• [Exercise brief]: Your answer should be a single number: the count of lines in the listing that contain "bounds".

• [Records for this exercise]:
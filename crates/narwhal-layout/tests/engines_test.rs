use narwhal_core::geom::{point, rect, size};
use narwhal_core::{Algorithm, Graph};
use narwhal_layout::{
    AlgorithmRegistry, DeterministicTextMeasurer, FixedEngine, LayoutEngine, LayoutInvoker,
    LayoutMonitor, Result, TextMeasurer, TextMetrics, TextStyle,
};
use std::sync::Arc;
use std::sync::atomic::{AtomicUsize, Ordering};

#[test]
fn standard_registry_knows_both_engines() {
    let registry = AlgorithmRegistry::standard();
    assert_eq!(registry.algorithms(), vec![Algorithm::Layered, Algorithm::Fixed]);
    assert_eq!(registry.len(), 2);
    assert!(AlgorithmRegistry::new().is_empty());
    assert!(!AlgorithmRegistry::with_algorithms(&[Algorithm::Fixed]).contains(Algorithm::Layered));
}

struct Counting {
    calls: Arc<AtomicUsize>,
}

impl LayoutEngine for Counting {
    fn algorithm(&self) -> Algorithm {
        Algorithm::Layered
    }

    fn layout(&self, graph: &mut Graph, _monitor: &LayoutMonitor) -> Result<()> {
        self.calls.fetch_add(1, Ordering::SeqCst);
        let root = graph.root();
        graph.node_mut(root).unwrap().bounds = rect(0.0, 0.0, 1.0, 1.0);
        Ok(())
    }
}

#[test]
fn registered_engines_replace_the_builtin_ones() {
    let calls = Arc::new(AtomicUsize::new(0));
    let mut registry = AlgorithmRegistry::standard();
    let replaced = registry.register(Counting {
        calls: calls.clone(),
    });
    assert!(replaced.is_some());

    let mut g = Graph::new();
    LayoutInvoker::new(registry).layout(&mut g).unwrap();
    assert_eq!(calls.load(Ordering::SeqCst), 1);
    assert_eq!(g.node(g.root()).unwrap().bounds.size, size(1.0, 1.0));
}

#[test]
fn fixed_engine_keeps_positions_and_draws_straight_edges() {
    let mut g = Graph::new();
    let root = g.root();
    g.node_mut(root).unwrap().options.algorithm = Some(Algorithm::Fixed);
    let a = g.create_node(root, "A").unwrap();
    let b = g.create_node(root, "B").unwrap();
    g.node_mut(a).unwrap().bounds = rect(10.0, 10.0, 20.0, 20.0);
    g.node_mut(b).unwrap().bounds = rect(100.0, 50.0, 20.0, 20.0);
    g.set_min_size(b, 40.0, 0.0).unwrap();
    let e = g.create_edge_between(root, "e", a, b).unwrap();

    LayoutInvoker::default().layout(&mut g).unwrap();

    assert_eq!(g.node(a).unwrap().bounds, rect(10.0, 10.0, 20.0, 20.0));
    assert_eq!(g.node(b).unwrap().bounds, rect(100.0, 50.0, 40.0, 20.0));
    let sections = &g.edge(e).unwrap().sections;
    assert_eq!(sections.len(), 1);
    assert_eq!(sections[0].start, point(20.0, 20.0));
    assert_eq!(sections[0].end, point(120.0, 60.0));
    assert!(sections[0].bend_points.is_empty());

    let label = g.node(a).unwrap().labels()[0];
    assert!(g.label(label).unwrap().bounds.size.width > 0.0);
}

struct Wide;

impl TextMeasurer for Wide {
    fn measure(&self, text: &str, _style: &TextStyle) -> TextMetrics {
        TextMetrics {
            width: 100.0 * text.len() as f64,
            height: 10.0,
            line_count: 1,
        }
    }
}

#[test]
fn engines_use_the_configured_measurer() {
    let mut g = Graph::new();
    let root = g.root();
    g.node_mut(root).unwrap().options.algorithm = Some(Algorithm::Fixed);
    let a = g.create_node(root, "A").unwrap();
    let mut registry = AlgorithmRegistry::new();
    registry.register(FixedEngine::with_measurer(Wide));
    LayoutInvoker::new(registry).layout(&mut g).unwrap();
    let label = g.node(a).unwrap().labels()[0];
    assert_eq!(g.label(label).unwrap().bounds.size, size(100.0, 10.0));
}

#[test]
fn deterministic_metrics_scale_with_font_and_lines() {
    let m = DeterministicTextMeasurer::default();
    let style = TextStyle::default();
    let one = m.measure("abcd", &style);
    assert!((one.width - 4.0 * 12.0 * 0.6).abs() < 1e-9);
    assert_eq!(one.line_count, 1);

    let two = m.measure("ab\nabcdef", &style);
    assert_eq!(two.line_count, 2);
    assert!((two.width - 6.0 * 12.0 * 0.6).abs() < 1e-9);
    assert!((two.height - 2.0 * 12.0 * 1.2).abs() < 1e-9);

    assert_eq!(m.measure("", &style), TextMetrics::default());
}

* * *

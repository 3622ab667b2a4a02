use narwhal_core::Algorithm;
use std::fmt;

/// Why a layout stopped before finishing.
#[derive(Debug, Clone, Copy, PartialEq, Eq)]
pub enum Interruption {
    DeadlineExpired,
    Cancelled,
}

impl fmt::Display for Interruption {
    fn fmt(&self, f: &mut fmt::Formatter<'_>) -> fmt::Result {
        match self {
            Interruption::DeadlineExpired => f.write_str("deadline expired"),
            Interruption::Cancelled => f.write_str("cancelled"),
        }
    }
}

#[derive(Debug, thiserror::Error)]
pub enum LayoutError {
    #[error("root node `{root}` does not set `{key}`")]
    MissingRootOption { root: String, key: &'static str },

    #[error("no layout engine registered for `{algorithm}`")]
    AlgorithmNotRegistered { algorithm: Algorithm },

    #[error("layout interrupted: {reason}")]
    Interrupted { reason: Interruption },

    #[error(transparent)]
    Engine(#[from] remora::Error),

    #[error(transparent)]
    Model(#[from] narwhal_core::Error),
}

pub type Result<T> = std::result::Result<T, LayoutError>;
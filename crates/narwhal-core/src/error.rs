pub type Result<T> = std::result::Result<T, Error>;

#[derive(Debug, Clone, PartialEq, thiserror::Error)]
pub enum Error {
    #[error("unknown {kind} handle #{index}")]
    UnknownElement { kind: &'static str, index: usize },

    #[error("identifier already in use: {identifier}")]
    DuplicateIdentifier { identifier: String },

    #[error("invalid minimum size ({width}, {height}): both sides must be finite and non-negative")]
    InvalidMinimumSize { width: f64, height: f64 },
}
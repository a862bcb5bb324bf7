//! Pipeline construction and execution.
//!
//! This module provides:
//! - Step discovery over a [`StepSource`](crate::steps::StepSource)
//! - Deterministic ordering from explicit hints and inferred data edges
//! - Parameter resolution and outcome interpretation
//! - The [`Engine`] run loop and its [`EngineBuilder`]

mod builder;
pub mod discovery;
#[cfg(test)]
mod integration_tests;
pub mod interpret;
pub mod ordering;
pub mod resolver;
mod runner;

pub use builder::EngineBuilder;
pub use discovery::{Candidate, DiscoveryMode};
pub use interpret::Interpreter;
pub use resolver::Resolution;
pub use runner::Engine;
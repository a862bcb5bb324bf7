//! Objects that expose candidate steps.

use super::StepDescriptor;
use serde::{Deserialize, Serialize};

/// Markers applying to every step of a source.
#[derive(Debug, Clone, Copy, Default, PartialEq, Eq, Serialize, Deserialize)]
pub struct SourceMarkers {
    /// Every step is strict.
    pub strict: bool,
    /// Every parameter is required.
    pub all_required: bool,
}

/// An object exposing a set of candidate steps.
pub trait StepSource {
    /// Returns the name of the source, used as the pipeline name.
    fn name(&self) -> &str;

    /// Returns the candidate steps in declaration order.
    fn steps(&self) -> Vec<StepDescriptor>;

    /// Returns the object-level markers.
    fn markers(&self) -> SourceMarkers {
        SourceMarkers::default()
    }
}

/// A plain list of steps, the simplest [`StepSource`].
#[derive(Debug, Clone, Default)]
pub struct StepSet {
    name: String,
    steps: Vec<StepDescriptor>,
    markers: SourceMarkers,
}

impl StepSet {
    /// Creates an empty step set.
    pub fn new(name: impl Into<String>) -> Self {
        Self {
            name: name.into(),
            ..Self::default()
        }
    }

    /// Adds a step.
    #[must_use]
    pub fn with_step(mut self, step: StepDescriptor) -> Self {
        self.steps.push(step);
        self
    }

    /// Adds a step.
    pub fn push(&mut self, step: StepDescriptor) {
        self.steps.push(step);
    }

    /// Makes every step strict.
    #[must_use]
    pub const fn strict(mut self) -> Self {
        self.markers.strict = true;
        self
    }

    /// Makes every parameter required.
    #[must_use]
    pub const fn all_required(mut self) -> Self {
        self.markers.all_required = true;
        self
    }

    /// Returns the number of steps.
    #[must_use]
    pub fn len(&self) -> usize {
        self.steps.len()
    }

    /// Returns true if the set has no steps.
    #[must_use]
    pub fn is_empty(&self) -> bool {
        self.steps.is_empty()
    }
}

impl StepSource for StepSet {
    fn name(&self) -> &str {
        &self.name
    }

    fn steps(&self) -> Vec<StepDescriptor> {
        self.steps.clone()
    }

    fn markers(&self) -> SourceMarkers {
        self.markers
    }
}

...

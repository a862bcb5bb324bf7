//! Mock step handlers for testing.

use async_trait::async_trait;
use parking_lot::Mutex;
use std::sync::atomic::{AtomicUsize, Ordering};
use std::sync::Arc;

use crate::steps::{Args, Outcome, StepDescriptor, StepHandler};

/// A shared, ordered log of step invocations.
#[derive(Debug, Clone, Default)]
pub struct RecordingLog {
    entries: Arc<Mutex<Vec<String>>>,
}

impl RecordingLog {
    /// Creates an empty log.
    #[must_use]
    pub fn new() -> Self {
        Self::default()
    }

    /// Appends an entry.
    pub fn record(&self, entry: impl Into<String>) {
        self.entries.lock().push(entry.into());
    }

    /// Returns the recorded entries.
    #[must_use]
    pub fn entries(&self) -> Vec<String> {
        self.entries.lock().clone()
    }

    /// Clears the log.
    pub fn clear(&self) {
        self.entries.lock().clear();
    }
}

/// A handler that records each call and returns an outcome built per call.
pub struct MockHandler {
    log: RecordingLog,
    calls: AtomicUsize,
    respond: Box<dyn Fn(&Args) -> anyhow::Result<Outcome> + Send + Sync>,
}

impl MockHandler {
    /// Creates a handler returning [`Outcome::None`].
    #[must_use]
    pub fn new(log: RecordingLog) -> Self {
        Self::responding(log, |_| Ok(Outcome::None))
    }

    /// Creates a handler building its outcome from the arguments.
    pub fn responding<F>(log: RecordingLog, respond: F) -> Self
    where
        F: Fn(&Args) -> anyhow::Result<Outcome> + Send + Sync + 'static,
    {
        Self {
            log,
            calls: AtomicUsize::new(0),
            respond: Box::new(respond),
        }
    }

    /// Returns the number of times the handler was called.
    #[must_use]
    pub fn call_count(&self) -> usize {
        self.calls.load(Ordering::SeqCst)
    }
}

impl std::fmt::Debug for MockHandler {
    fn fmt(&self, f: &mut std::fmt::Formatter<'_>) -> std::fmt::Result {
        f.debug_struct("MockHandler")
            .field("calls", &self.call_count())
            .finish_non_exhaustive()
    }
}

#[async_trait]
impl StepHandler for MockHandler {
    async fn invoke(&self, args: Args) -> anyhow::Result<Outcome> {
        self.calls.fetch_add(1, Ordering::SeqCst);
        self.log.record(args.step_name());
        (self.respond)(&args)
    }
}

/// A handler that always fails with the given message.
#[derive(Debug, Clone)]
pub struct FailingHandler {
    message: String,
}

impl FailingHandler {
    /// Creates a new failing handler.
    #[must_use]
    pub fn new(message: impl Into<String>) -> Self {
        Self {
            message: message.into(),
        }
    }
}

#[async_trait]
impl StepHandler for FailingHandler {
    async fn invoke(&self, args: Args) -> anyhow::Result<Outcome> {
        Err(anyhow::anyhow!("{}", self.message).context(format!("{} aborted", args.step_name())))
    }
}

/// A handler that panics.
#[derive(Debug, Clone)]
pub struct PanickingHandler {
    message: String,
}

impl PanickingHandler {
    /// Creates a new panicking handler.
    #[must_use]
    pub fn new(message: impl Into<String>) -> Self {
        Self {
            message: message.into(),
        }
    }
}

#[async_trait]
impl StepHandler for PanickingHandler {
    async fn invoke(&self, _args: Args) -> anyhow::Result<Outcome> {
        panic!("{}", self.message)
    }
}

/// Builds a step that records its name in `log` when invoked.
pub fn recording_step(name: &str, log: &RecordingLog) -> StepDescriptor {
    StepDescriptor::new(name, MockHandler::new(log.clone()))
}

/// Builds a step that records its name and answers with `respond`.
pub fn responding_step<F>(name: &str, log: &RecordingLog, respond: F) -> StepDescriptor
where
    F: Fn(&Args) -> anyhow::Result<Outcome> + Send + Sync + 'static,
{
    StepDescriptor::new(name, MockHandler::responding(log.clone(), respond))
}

• [Response]: 8